PROBLEM STATEMENT: In how many lines of the listing does the word "CoordinateMapper" appear? Reply with the number only.

DATA FOR THIS TASK:

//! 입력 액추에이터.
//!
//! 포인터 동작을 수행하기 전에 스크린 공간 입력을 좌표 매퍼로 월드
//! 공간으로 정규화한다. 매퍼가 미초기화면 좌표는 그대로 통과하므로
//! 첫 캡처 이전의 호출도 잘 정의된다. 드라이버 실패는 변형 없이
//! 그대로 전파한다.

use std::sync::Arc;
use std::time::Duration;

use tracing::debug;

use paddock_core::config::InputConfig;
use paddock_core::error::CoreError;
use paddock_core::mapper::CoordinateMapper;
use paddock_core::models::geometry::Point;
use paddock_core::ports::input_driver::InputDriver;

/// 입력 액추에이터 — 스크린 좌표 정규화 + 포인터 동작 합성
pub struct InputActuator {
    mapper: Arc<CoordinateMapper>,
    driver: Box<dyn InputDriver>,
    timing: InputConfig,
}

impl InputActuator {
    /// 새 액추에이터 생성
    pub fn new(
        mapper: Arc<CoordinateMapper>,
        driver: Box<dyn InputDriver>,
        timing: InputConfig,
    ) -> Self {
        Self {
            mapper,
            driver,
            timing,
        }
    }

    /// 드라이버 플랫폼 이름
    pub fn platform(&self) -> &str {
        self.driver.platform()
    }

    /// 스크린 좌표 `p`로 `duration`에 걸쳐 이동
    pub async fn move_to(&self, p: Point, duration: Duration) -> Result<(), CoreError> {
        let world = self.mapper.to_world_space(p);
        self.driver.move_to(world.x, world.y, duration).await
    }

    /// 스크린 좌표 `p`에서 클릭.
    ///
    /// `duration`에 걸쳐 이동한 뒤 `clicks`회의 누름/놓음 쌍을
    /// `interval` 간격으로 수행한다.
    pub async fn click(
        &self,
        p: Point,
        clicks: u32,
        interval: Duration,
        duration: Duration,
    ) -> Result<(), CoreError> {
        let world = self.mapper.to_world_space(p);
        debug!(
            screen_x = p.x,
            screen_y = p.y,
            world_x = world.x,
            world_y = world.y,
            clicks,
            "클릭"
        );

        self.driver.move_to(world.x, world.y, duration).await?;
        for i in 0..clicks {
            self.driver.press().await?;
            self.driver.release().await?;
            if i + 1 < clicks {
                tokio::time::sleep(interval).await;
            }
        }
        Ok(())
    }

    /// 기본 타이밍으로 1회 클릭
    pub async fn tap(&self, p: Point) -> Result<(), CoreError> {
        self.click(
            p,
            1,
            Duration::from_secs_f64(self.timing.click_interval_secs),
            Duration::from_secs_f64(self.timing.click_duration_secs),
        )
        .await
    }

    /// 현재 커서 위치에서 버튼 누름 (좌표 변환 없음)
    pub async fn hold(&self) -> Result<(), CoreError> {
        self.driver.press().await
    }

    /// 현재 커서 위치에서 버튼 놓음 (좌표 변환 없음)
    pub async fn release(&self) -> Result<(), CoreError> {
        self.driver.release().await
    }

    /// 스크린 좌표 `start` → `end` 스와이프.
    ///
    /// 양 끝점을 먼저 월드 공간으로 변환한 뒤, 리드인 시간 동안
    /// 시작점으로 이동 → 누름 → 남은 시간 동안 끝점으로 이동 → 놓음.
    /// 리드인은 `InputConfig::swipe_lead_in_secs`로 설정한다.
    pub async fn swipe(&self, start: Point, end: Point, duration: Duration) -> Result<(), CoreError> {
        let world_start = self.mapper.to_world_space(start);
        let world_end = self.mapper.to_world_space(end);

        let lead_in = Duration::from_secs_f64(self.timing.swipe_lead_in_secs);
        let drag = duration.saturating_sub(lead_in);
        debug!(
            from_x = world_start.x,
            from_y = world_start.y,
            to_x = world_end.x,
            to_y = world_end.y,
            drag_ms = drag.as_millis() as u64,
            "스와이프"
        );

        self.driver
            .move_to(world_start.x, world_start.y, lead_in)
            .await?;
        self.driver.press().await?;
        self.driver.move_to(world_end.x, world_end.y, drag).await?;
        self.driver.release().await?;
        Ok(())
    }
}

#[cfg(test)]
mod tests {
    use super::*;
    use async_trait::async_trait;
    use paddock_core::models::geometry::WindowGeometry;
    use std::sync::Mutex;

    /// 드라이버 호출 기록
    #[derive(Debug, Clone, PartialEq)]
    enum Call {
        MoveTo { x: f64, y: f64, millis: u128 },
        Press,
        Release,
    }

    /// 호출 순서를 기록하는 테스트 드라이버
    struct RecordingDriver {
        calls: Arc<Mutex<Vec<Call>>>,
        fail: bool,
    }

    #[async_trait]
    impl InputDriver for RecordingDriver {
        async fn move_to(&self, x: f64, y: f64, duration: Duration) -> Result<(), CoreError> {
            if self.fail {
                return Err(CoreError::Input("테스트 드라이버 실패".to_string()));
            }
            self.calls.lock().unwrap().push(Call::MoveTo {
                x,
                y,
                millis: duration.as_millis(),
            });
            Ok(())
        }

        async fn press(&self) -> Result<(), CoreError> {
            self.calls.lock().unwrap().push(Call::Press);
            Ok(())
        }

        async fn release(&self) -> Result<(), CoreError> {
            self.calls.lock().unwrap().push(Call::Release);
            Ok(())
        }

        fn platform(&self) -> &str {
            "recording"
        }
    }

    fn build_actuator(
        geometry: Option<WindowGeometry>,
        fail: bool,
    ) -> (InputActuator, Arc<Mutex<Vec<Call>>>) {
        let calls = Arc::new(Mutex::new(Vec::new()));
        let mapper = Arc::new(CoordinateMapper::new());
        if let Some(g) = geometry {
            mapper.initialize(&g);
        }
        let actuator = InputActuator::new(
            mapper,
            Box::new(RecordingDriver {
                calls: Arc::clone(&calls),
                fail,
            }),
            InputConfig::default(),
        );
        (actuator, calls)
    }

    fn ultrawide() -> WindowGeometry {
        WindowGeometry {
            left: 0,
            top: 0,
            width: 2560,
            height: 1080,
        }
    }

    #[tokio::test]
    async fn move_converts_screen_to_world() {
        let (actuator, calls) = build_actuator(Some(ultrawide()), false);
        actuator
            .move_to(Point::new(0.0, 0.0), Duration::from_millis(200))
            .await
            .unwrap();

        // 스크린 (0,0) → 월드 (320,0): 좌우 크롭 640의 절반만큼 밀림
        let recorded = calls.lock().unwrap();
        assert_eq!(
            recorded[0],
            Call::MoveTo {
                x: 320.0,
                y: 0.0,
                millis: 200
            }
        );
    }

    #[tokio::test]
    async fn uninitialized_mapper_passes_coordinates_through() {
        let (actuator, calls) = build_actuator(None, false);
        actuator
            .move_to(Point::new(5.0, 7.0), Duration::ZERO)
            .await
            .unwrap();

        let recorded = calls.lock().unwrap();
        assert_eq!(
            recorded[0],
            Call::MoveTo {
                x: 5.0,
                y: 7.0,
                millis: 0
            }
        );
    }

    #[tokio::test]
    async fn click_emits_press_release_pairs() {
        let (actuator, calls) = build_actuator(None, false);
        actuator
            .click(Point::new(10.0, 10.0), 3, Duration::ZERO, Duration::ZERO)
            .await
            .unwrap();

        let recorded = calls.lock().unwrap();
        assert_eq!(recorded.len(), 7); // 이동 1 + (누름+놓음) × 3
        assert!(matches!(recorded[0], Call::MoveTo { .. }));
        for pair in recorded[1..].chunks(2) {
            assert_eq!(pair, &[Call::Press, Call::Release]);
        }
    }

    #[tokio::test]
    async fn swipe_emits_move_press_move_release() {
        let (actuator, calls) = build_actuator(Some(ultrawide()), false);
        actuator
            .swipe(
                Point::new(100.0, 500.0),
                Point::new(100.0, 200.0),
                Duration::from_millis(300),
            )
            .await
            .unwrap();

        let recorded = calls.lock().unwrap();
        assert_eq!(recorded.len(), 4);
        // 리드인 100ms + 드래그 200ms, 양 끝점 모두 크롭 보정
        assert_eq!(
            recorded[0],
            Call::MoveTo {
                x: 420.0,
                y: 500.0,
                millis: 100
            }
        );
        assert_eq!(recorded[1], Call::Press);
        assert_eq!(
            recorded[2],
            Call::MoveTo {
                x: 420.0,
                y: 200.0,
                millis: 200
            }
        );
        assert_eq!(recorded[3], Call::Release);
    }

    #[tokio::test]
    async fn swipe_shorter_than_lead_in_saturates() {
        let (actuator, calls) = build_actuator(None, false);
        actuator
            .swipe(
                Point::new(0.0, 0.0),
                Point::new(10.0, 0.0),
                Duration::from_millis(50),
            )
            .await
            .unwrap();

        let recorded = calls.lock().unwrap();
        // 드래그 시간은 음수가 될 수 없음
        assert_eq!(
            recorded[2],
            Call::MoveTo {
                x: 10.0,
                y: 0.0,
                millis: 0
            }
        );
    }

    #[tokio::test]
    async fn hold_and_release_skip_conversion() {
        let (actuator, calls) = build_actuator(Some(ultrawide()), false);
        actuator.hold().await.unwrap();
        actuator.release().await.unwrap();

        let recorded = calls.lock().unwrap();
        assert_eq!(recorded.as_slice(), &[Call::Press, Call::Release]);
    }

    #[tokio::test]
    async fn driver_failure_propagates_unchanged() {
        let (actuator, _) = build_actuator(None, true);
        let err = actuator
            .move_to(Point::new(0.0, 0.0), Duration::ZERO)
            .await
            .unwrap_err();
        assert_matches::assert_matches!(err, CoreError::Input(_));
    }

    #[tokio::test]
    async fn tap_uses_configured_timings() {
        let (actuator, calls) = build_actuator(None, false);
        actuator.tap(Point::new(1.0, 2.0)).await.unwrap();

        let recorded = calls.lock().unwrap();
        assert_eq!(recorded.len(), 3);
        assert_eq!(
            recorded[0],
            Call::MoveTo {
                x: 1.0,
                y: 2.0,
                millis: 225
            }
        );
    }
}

ANSWER TO THE PROBLEM: 4